Through the working class, and executives, the police force and media, author Kaoru Takamura brings to her readers a Japan which is complicated and often corrupt. The disenfranchised working class who commit a crime seem no better (or worse) than the corporate executives who commit crimes in their own, more subtle, ways. Neither Americans, nor Japanese, are above the horrors of discrimination, crime, or the search for power.

From the publisher, SoHo Crime: “Since its Japanese publication in 1997 Kaoru Takamura’s sublimely detailed epic of crime and decline has pushed beyond the stigmas surrounding genre and shattered the Japanese literary glass ceiling. Lady Joker, Volume One is a novel about the sweeping dissatisfaction felt by those left behind by a culture whose new god finds no sacrifice too insignificant, no cost-cutting measure too inhumane, and no individual indispensable. Spurned and ostracized, driven to grief and desperation, the criminals at the heart of this groundbreaking heist story want what society has denied them: belonging. Dignity. Power. Revenge. They will purchase this with fear and outrage and pay whatever it takes.”   

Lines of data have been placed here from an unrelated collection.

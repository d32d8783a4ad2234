// Copyright 2025 the Arbor Authors
// SPDX-License-Identifier: Apache-2.0 OR MIT

use core::fmt;
use std::rc::Rc;

use arbor_imaging::{Layer, Shadow, StrokeStyle, Surface, SurfaceExt, TextRun};
use arbor_text::{EstimatedMetrics, FontSpec, FontWeight, TextMeasurer, wrap_text};
use arbor_tree::{EdgeStyle, Node, ResolvedStyle, Theme, indicator_center};
use arbor_view::ViewTransform;
use hashbrown::HashMap;
use kurbo::{BezPath, Circle, Point, Rect, Shape as _};
use peniko::Color;

use crate::edge::{anchor, arrow_head, edge_path};
use crate::export::ExportFrame;
use crate::shape::{TOLERANCE, shape_path};

/// Outline color of selected nodes.
pub const SELECTION_COLOR: Color = Color::from_rgb8(0x4a, 0x90, 0xe2);
/// Gap between a selected node and its selection outline, in world units.
pub const SELECTION_PADDING: f64 = 4.0;
/// Radius of the collapse indicator, in world units.
pub const INDICATOR_RADIUS: f64 = 6.0;
/// Horizontal room a label leaves inside its node.
pub const LABEL_INSET: f64 = 20.0;
/// Line height as a multiple of the font size.
pub const LINE_HEIGHT: f64 = 1.2;

const INDICATOR_COLLAPSED: Color = Color::from_rgb8(0x99, 0x99, 0x99);
const HOVER_SHADOW: Color = Color::from_rgba8(0, 0, 0, 51);
const WRAP_CACHE_LIMIT: usize = 4096;

#[derive(Clone, Debug, PartialEq, Eq, Hash)]
struct WrapKey {
    text: String,
    family: String,
    size: u64,
    weight: FontWeight,
    max_width: u64,
}

impl WrapKey {
    fn new(text: &str, font: &FontSpec, max_width: f64) -> Self {
        Self {
            text: text.to_owned(),
            family: font.family.clone(),
            size: font.size.to_bits(),
            weight: font.weight,
            max_width: max_width.to_bits(),
        }
    }
}

/// Draws a laid-out tree onto a [`Surface`].
///
/// Rendering never mutates the tree. Nodes without a position or size are
/// skipped, along with connectors touching them.
pub struct RenderEngine {
    measurer: Rc<dyn TextMeasurer>,
    background: Option<Color>,
    wrapped: HashMap<WrapKey, Rc<[String]>>,
}

impl fmt::Debug for RenderEngine {
    fn fmt(&self, f: &mut fmt::Formatter<'_>) -> fmt::Result {
        f.debug_struct("RenderEngine")
            .field("background", &self.background)
            .field("wrapped", &self.wrapped.len())
            .finish_non_exhaustive()
    }
}

impl Default for RenderEngine {
    fn default() -> Self {
        Self::new()
    }
}

impl RenderEngine {
    /// Engine wrapping labels with [`EstimatedMetrics`].
    pub fn new() -> Self {
        Self::with_measurer(Rc::new(EstimatedMetrics))
    }

    /// Engine wrapping labels with `measurer`.
    ///
    /// Use the same measurer the layout engine sizes nodes with, so wrapped
    /// labels fit the boxes they were measured for.
    pub fn with_measurer(measurer: Rc<dyn TextMeasurer>) -> Self {
        Self {
            measurer,
            background: None,
            wrapped: HashMap::new(),
        }
    }

    /// Override the background. `None` falls back to the theme's background.
    pub fn set_background(&mut self, color: Option<Color>) {
        self.background = color;
    }

    /// Background a frame is cleared to under `theme`.
    pub fn background(&self, theme: &Theme) -> Option<Color> {
        self.background.or(theme.global.background_color)
    }

    /// Drop cached label layouts.
    pub fn invalidate_cache(&mut self) {
        tracing::trace!(entries = self.wrapped.len(), "render cache invalidated");
        self.wrapped.clear();
    }

    /// Clear `surface` and draw `root` under the live `view`.
    ///
    /// Stroke widths and dash patterns are divided by the view scale so they
    /// keep their on-screen size at every zoom level.
    pub fn render(
        &mut self,
        root: &Node,
        theme: &Theme,
        view: &ViewTransform,
        surface: &mut (impl Surface + ?Sized),
    ) {
        surface.clear(self.background(theme));
        surface.set_transform(view.affine());
        self.draw_tree(root, theme, view.scale(), surface);
    }

    /// Clear `surface` and draw `root` framed by `frame`.
    ///
    /// The surface is expected to be [`ExportFrame::pixel_size`] pixels.
    /// Strokes keep their unscaled world widths.
    pub fn render_export(
        &mut self,
        root: &Node,
        theme: &Theme,
        frame: &ExportFrame,
        surface: &mut (impl Surface + ?Sized),
    ) {
        surface.clear(frame.background);
        surface.set_transform(frame.affine());
        self.draw_tree(root, theme, 1.0, surface);
    }

    fn draw_tree(
        &mut self,
        root: &Node,
        theme: &Theme,
        scale: f64,
        surface: &mut (impl Surface + ?Sized),
    ) {
        draw_edges(root, &theme.edge_style, scale, surface);
        self.draw_nodes(root, 0, theme, scale, surface);
    }

    fn draw_nodes(
        &mut self,
        node: &Node,
        depth: usize,
        theme: &Theme,
        scale: f64,
        surface: &mut (impl Surface + ?Sized),
    ) {
        if let Some(bounds) = node.bounds() {
            let style = theme.resolve(node.style.as_ref(), depth);
            #[expect(clippy::cast_possible_truncation, reason = "opacity is a unit fraction")]
            let opacity = node.opacity.clamp(0.0, 1.0) as f32;
            surface.with_optional_layer(Layer::opacity(opacity), |s| {
                self.draw_node(node, bounds, &style, scale, s);
            });
        }
        for child in node.visible_children() {
            self.draw_nodes(child, depth + 1, theme, scale, surface);
        }
    }

    fn draw_node(
        &mut self,
        node: &Node,
        bounds: Rect,
        style: &ResolvedStyle,
        scale: f64,
        surface: &mut (impl Surface + ?Sized),
    ) {
        if node.selected {
            let outline = shape_path(
                style.shape,
                bounds.inflate(SELECTION_PADDING, SELECTION_PADDING),
                style.border_radius + SELECTION_PADDING,
            );
            let stroke = StrokeStyle::new(3.0 / scale).with_dashes(0.0, [5.0 / scale, 5.0 / scale]);
            surface.stroke(&outline, &stroke, SELECTION_COLOR);
        }

        let mut face = Layer::default();
        if node.hovered {
            face.shadow = Some(Shadow {
                dx: 0.0,
                dy: 2.0 / scale,
                blur: 10.0 / scale,
                color: HOVER_SHADOW,
            });
        }
        surface.with_optional_layer(face, |s| {
            let outline = shape_path(style.shape, bounds, style.border_radius);
            s.fill(&outline, style.background_color);
            if style.border_width > 0.0 {
                let dashes = style.border_style.dashes().iter().map(|d| d / scale);
                let stroke = StrokeStyle::new(style.border_width / scale).with_dashes(0.0, dashes);
                s.stroke(&outline, &stroke, style.border_color);
            }
            self.draw_label(node, bounds, style, s);
            if node.has_children() {
                draw_indicator(bounds, node.collapsed, scale, s);
            }
        });
    }

    fn draw_label(
        &mut self,
        node: &Node,
        bounds: Rect,
        style: &ResolvedStyle,
        surface: &mut (impl Surface + ?Sized),
    ) {
        let font = style.font();
        let lines = self.wrap(&node.label, &font, bounds.width() - LABEL_INSET);
        let line_height = font.size * LINE_HEIGHT;
        let center = bounds.center();
        let first = center.y - (lines.len() as f64 * line_height) / 2.0 + line_height / 2.0;
        for (i, line) in lines.iter().enumerate() {
            if line.is_empty() {
                continue;
            }
            surface.draw_text(&TextRun {
                text: line.clone(),
                font: font.clone(),
                center: Point::new(center.x, first + i as f64 * line_height),
                color: style.color,
            });
        }
    }

    fn wrap(&mut self, text: &str, font: &FontSpec, max_width: f64) -> Rc<[String]> {
        let key = WrapKey::new(text, font, max_width);
        if let Some(lines) = self.wrapped.get(&key) {
            return lines.clone();
        }
        if self.wrapped.len() >= WRAP_CACHE_LIMIT {
            self.wrapped.clear();
        }
        let lines: Rc<[String]> = wrap_text(text, max_width, font, self.measurer.as_ref()).into();
        self.wrapped.insert(key, lines.clone());
        lines
    }
}

fn draw_indicator(bounds: Rect, collapsed: bool, scale: f64, surface: &mut (impl Surface + ?Sized)) {
    let c = indicator_center(bounds);
    let fill = if collapsed {
        INDICATOR_COLLAPSED
    } else {
        SELECTION_COLOR
    };
    surface.fill(&Circle::new(c, INDICATOR_RADIUS).to_path(TOLERANCE), fill);

    let mut glyph = BezPath::new();
    glyph.move_to((c.x - 3.0, c.y));
    glyph.line_to((c.x + 3.0, c.y));
    if collapsed {
        glyph.move_to((c.x, c.y - 3.0));
        glyph.line_to((c.x, c.y + 3.0));
    }
    surface.stroke(&glyph, &StrokeStyle::new(2.0 / scale), Color::WHITE);
}

/// Connectors from `node` to its visible children, depth-first.
fn draw_edges(node: &Node, style: &EdgeStyle, scale: f64, surface: &mut (impl Surface + ?Sized)) {
    let Some(from) = node.bounds() else {
        for child in node.visible_children() {
            draw_edges(child, style, scale, surface);
        }
        return;
    };
    let dashes = style.style.dashes().iter().map(|d| d / scale);
    let stroke = StrokeStyle::new(style.width / scale).with_dashes(0.0, dashes);
    for child in node.visible_children() {
        if let Some(to) = child.bounds() {
            let start = anchor(from, to.center());
            let end = anchor(to, from.center());
            let path = edge_path(style.curve, start, end);
            surface.stroke(&path, &stroke, style.color);
            if style.arrow {
                if let Some(head) = arrow_head(&path, style.arrow_size / scale) {
                    surface.fill(&head, style.color);
                }
            }
        }
        draw_edges(child, style, scale, surface);
    }
}

#[cfg(test)]
mod tests {
    use super::*;
    use arbor_imaging::RecordingSurface;

    #[test]
    fn wrapped_labels_are_cached_until_invalidated() {
        let mut engine = RenderEngine::new();
        let font = FontSpec::new("Arial", 14.0);
        let a = engine.wrap("a fairly long label", &font, 40.0);
        let b = engine.wrap("a fairly long label", &font, 40.0);
        assert!(Rc::ptr_eq(&a, &b));
        engine.invalidate_cache();
        let c = engine.wrap("a fairly long label", &font, 40.0);
        assert!(!Rc::ptr_eq(&a, &c));
        assert_eq!(a, c);
    }

    #[test]
    fn background_override_wins_over_theme() {
        let mut engine = RenderEngine::new();
        let theme = Theme::default();
        assert_eq!(engine.background(&theme), theme.global.background_color);
        engine.set_background(Some(Color::BLACK));
        assert_eq!(engine.background(&theme), Some(Color::BLACK));
    }

    #[test]
    fn indicator_draws_bar_only_when_collapsed() {
        let bounds = Rect::from_center_size((0.0, 0.0), (100.0, 40.0));
        let mut s = RecordingSurface::default();
        draw_indicator(bounds, false, 1.0, &mut s);
        let (path, _, _, _) = s.strokes().next().unwrap();
        assert_eq!(path.elements().len(), 2);

        let mut s = RecordingSurface::default();
        draw_indicator(bounds, true, 2.0, &mut s);
        let (fill_path, color, _) = s.fills().next().unwrap();
        assert_eq!(color, INDICATOR_COLLAPSED);
        assert!(fill_path.contains(Point::new(58.0, 0.0)));
        let (path, stroke, _, _) = s.strokes().next().unwrap();
        assert_eq!(path.elements().len(), 4);
        assert_eq!(stroke.width, 1.0);
    }
}
// Copyright 2025 the Arbor Authors
// SPDX-License-Identifier: Apache-2.0 OR MIT

//! Directional and two-sided tree placement.
//!
//! Both strategies run in two passes. [`measure`] sizes every visible node
//! and records, bottom-up, how much room each subtree reserves across the
//! level axis. [`place`] then walks top-down, centering each sibling group
//! on its parent and stacking the reserved spans with `node_spacing` gaps.

use arbor_tree::Node;
use kurbo::{Point, Size};

use crate::config::{Direction, LayoutConfig};
use crate::sizing::Sizer;

/// Anti-crowding coefficient for directional trees.
pub const TREE_CROWDING: f64 = 3.0;
/// Anti-crowding coefficient for mindmap branches.
pub const MINDMAP_CROWDING: f64 = 4.0;

/// Axis along which levels advance.
#[derive(Clone, Copy, Debug, PartialEq, Eq)]
pub(crate) enum Axis {
    Horizontal,
    Vertical,
}

impl Axis {
    fn along(self, s: Size) -> f64 {
        match self {
            Self::Horizontal => s.width,
            Self::Vertical => s.height,
        }
    }

    fn across(self, s: Size) -> f64 {
        match self {
            Self::Horizontal => s.height,
            Self::Vertical => s.width,
        }
    }

    fn point(self, level: f64, cross: f64) -> Point {
        match self {
            Self::Horizontal => Point::new(level, cross),
            Self::Vertical => Point::new(cross, level),
        }
    }
}

impl Direction {
    pub(crate) fn axis(self) -> Axis {
        match self {
            Self::Right | Self::Left => Axis::Horizontal,
            Self::Down | Self::Up => Axis::Vertical,
        }
    }

    pub(crate) fn sign(self) -> f64 {
        match self {
            Self::Right | Self::Down => 1.0,
            Self::Left | Self::Up => -1.0,
        }
    }
}

/// Room reserved by one subtree.
#[derive(Debug)]
pub(crate) struct Span {
    /// Extent across the level axis, including the trailing sibling gap.
    reserved: f64,
    /// Node extent along the level axis.
    along: f64,
    children: Vec<Self>,
}

/// Total extent of a sibling group: reserved spans plus the gaps between them.
fn group_extent<'a>(spans: impl IntoIterator<Item = &'a Span>, spacing: f64) -> f64 {
    let (sum, n) = spans
        .into_iter()
        .fold((0.0, 0_usize), |(sum, n), s| (sum + s.reserved, n + 1));
    if n == 0 {
        0.0
    } else {
        sum + (n - 1) as f64 * spacing
    }
}

/// Size `node` and its visible descendants, returning reserved spans.
pub(crate) fn measure(
    node: &mut Node,
    depth: usize,
    axis: Axis,
    spacing: f64,
    sizer: &Sizer<'_>,
) -> Span {
    let size = sizer.apply(node, depth);
    let children: Vec<Span> = node
        .visible_children_mut()
        .iter_mut()
        .map(|c| measure(c, depth + 1, axis, spacing, sizer))
        .collect();
    let reserved = (axis.across(size) + spacing).max(group_extent(&children, spacing));
    Span {
        reserved,
        along: axis.along(size),
        children,
    }
}

/// How a branch grows away from its root.
#[derive(Clone, Copy, Debug)]
pub(crate) struct Branch {
    pub(crate) axis: Axis,
    pub(crate) sign: f64,
    pub(crate) crowding: f64,
    pub(crate) node_spacing: f64,
    pub(crate) level_spacing: f64,
}

/// Position a sibling group.
///
/// `center` is the cross-axis coordinate the group is centered on and
/// `level` the unsigned distance of the group from the root along the level
/// axis. Siblings fanning far from their parent are pushed outward by
/// `sqrt(max cross distance) * crowding`.
pub(crate) fn place(group: &mut [(&mut Node, &Span)], center: f64, level: f64, branch: &Branch) {
    if group.is_empty() {
        return;
    }
    let total = group_extent(group.iter().map(|(_, s)| *s), branch.node_spacing);
    let mut cursor = center - total / 2.0;
    let mut offsets = Vec::with_capacity(group.len());
    for (_, span) in group.iter() {
        offsets.push(cursor + span.reserved / 2.0);
        cursor += span.reserved + branch.node_spacing;
    }

    let spread = offsets
        .iter()
        .map(|o| (o - center).abs())
        .fold(0.0_f64, f64::max);
    let level = level + spread.sqrt() * branch.crowding;
    let max_along = group.iter().map(|(_, s)| s.along).fold(0.0_f64, f64::max);
    let next_level = level + branch.level_spacing + max_along;

    for ((node, span), offset) in group.iter_mut().zip(offsets) {
        node.set_position(branch.axis.point(branch.sign * level, offset));
        let mut children: Vec<(&mut Node, &Span)> = node
            .visible_children_mut()
            .iter_mut()
            .zip(&span.children)
            .collect();
        place(&mut children, offset, next_level, branch);
    }
}

/// Single-sided tree growing in `direction`, root at the origin.
pub(crate) fn directional(root: &mut Node, direction: Direction, config: &LayoutConfig, sizer: &Sizer<'_>) {
    let axis = direction.axis();
    let span = measure(root, 0, axis, config.node_spacing, sizer);
    root.set_position(Point::ORIGIN);
    let branch = Branch {
        axis,
        sign: direction.sign(),
        crowding: TREE_CROWDING,
        node_spacing: config.node_spacing,
        level_spacing: config.level_spacing,
    };
    let start = config.level_spacing + span.along / 2.0;
    let mut group: Vec<(&mut Node, &Span)> = root
        .visible_children_mut()
        .iter_mut()
        .zip(&span.children)
        .collect();
    place(&mut group, 0.0, start, &branch);
}

/// Two-sided tree: even-indexed children go left, odd-indexed right.
pub(crate) fn mindmap(root: &mut Node, config: &LayoutConfig, sizer: &Sizer<'_>) {
    let span = measure(root, 0, Axis::Horizontal, config.node_spacing, sizer);
    root.set_position(Point::ORIGIN);

    let mut left = Vec::new();
    let mut right = Vec::new();
    for (i, pair) in root
        .visible_children_mut()
        .iter_mut()
        .zip(&span.children)
        .enumerate()
    {
        if i % 2 == 0 {
            left.push(pair);
        } else {
            right.push(pair);
        }
    }

    let widest_side = left.len().max(right.len()) as f64;
    let multiplier = 1.5 + (widest_side * 0.35).min(2.5);
    let start = config.level_spacing * multiplier + span.along / 2.0;
    let branch = |sign| Branch {
        axis: Axis::Horizontal,
        sign,
        crowding: MINDMAP_CROWDING,
        node_spacing: config.node_spacing,
        level_spacing: config.level_spacing,
    };
    place(&mut right, 0.0, start, &branch(1.0));
    place(&mut left, 0.0, start, &branch(-1.0));
}

#[cfg(test)]
mod tests {
    use super::*;

    #[test]
    fn group_extent_adds_gaps_between_spans() {
        let spans = [
            Span {
                reserved: 80.0,
                along: 0.0,
                children: Vec::new(),
            },
            Span {
                reserved: 100.0,
                along: 0.0,
                children: Vec::new(),
            },
        ];
        assert_eq!(group_extent(&spans, 50.0), 230.0);
        assert_eq!(group_extent(&spans[..0], 50.0), 0.0);
    }

    #[test]
    fn axis_maps_level_and_cross() {
        assert_eq!(Axis::Horizontal.point(1.0, 2.0), Point::new(1.0, 2.0));
        assert_eq!(Axis::Vertical.point(1.0, 2.0), Point::new(2.0, 1.0));
        assert_eq!(Direction::Up.sign(), -1.0);
    }
}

How Have I Not Read Don Winslow’s Books Before?

I’ve been interested in what readers have been turning to in these days of quarantine. Some open the classics, others prefer romance. While translated literature has great favor in my reading preferences, I must admit to a weakness for thrillers. Crime. Suspense. The problem, for me, is finding a reliably good one.

I remember reading The Bourne Identity by Robert Ludlum in the late 80’s and being unable to put it down even though we were in the south of France, and I ought to have been more interested in the Mediterranean. I remember reading Shutter Island by Dennis LeHane and thinking it far superior to Mystic River. And there are so many books in between which I don’t remember at all. They seem to tell the same story, over and over.

I bought The Force by Don Winslow for fifty cents at our library’s Used Book Shelf long before the CoronaVirus appeared. In fact, as I perused my Goodreads shelf yesterday, I noticed I’d marked it as “to read” in 2018. After all the emotionally laden work of the Booker International Prize 2020 long list, which was certainly worth reading, it was a great pleasure to me to dive into these books, for the plots and characterization captured my mind and heart.

The Force is about the New York City Police Department’s Task Force, with a hero I will never forget. It was like reading The Godfather; you know some of the characters are dark, and flawed, and deal in illegal territory, but you can’t help loving them anyway. The dialogue alone in this book was remarkable. I saw Manhattan, in all its glory and all its shame, unveiled before me.

The Power of The Dog is about the drug lords in Mexico. And, the DEA. And, the corruption in politics. It is violent, and horrifying, and absolutely mesmerizing in its revelations. When I was a little girl, I thought that doctors healed, teachers taught, and presidents led. I have since had my eyes opened to the true nature of many in these professions. Now I can add law enforcement to my disillusionment, knowing that all of us are living in an often sad, and fallen, world.

I cannot recommend either of these two novels by Don Winslow enough, and now I leave you to begin The Cartel, which is Book 2 in The Power of The Dog trilogy.